The song is related to a number of tunes of the 19th century and the origin of these songs has been widely debated. Links to older Irish/Scottish/English ballads have been proposed, such as "The Old Rose Tree". The song became highly popular and many variations of the song exist. It was also frequently adapted and used in popular media.

==Origin==
"Turkey in the Straw" is thought to be originally a tune from 19th century minstrel shows, "Zip Coon" or "Old Zip Coon", published around 1834. The authorship of the song has been claimed by George Washington Dixon who popularized the song, as well as Bob Farrell and George Nicholls. "Zip Coon" in turn has been linked to a number of 19th century folk songs believed to have older antecedents in Irish/Scottish/English folk songs. Songs proposed it has links to include "Natchez Under the Hill", "The Old Bog Hole", "The Rose Tree", "Sugar in the Gourd", "The Black Eagle", "Glasgow Hornpipe", "Haymaker's Dance", "The Post Office", "Old Mother Oxford", "Kinnegad Slasher" and others.

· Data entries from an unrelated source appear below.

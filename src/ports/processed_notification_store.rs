//! ProcessedNotificationStore port - Idempotency guard for renewal notifications.
//!
//! Providers deliver at-least-once. Every notification carrying an id gets a
//! row here before any mutation; the row's existence is the dedup signal.
//!
//! ## Claim Semantics
//!
//! A row is inserted claimed (`claimed_at = now`). It is re-admitted only if
//! it is still unprocessed and its claim has lapsed or been released, which
//! is how a redelivery retries a failed fetch. A processed or currently
//! claimed row is a `Duplicate`.

use async_trait::async_trait;

use crate::domain::billing::RenewalEvent;
use crate::domain::foundation::{DomainError, ErrorCode, Timestamp};

/// Final outcome recorded on a processed notification.
#[derive(Debug, Clone, Copy, PartialEq, Eq)]
pub enum NotificationOutcome {
    Applied,
    NoOp,
    Anomaly,
}

impl NotificationOutcome {
    pub fn as_str(&self) -> &'static str {
        match self {
            NotificationOutcome::Applied => "applied",
            NotificationOutcome::NoOp => "no_op",
            NotificationOutcome::Anomaly => "anomaly",
        }
    }

    pub fn parse(s: &str) -> Result<Self, DomainError> {
        match s {
            "applied" => Ok(NotificationOutcome::Applied),
            "no_op" => Ok(NotificationOutcome::NoOp),
            "anomaly" => Ok(NotificationOutcome::Anomaly),
            _ => Err(DomainError::new(
                ErrorCode::DatabaseError,
                format!("Invalid outcome value: {}", s),
            )),
        }
    }
}

/// Persistent record of a received notification.
#[derive(Debug, Clone, PartialEq, Eq)]
pub struct ProcessedNotification {
    pub notification_id: String,
    pub event_type: String,

    /// Normalized event, replayable by the sweeper.
    pub payload: RenewalEvent,

    pub processed: bool,
    pub outcome: Option<NotificationOutcome>,

    /// No-op or anomaly reason.
    pub detail: Option<String>,

    /// Most recent retryable failure.
    pub last_error: Option<String>,

    pub attempts: u32,
    pub claimed_at: Option<Timestamp>,
    pub received_at: Timestamp,
    pub processed_at: Option<Timestamp>,
}

impl ProcessedNotification {
    /// Creates a freshly claimed, unprocessed record.
    pub fn claim(notification_id: impl Into<String>, event: &RenewalEvent, now: Timestamp) -> Self {
        Self {
            notification_id: notification_id.into(),
            event_type: event.kind.as_str().to_string(),
            payload: event.clone(),
            processed: false,
            outcome: None,
            detail: None,
            last_error: None,
            attempts: 1,
            claimed_at: Some(now),
            received_at: now,
            processed_at: None,
        }
    }

    /// True if an unprocessed row may be taken over by a new attempt.
    pub fn is_reclaimable(&self, lapsed_before: Timestamp) -> bool {
        !self.processed
            && self
                .claimed_at
                .map_or(true, |claimed| claimed.is_before(&lapsed_before))
    }
}

/// Result of the atomic insert-if-absent.
#[derive(Debug, Clone, Copy, PartialEq, Eq)]
pub enum AdmitResult {
    /// Caller owns the claim; `attempt` counts deliveries including this one.
    Admitted { attempt: u32 },

    /// Already processed or being processed elsewhere.
    Duplicate,
}

/// Port for the idempotency guard's storage.
///
/// Implementations must make `admit` atomic (a unique key on
/// `notification_id` plus a conditional update).
#[async_trait]
pub trait ProcessedNotificationStore: Send + Sync {
    /// Inserts the record, or re-claims an existing unprocessed row whose
    /// claim is older than `lapsed_before` (or released).
    async fn admit(
        &self,
        notification: &ProcessedNotification,
        lapsed_before: Timestamp,
    ) -> Result<AdmitResult, DomainError>;

    /// Flips the single row matched by `notification_id` to processed.
    async fn mark_processed(
        &self,
        notification_id: &str,
        outcome: NotificationOutcome,
        detail: Option<&str>,
        processed_at: Timestamp,
    ) -> Result<(), DomainError>;

    /// Releases the claim after a retryable failure so a redelivery can retry.
    async fn release(&self, notification_id: &str, error: &str) -> Result<(), DomainError>;

    /// Finds a record by id.
    async fn find(&self, notification_id: &str) -> Result<Option<ProcessedNotification>, DomainError>;

    /// Unprocessed rows whose claim lapsed before `lapsed_before` or was released,
    /// oldest first.
    async fn find_retryable(
        &self,
        lapsed_before: Timestamp,
        limit: u32,
    ) -> Result<Vec<ProcessedNotification>, DomainError>;

    /// Most recent anomalies, newest first.
    async fn list_anomalies(&self, limit: u32) -> Result<Vec<ProcessedNotification>, DomainError>;

    /// Deletes processed rows received before `timestamp`.
    ///
    /// Returns the number of rows deleted.
    async fn delete_processed_before(&self, timestamp: Timestamp) -> Result<u64, DomainError>;
}
//! Adapters - Implementations of port interfaces.
//!
//! Adapters connect the domain to external systems:
//! - `google_play` - RTDN decoder and Developer API client
//! - `postgres` - Subscription ledger and notification store
//! - `memory` - In-memory ports for tests and local runs
//! - `audit` - Audit sinks
//! - `http` - Webhook endpoint

pub mod audit;
pub mod google_play;
pub mod http;
pub mod memory;
pub mod postgres;

pub use audit::{InMemoryAuditSink, TracingAuditSink};
pub use google_play::{GooglePlayDeveloperApiClient, GooglePlayNotificationDecoder, StaticAccessTokenSource};
pub use postgres::{PostgresProcessedNotificationStore, PostgresSubscriptionLedger};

Eloise Hubbard Linscott believes the first part of the song is a contrafactum of the ballad "My Grandmother Lived on Yonder Little Green", published in 1857 by Horace Waters, which is in turn said to be a contrafactum of the Irish/Scottish/English ballad "The Old Rose Tree" published by at least 1795 in Great Britain. The link to "The Old Rose Tree" has been questioned, but a number of musicologists suggest that it may be a composite of "The Rose Tree" and "The (Bonny) Black Eagle". Similar tune was popular with fiddle players as early as 1820, and the tune of "Turkey in the Straw"/"Zip Coon" may have come from the fiddle tune "Natchez Under the Hill" believed to have been derived from "Rose Tree".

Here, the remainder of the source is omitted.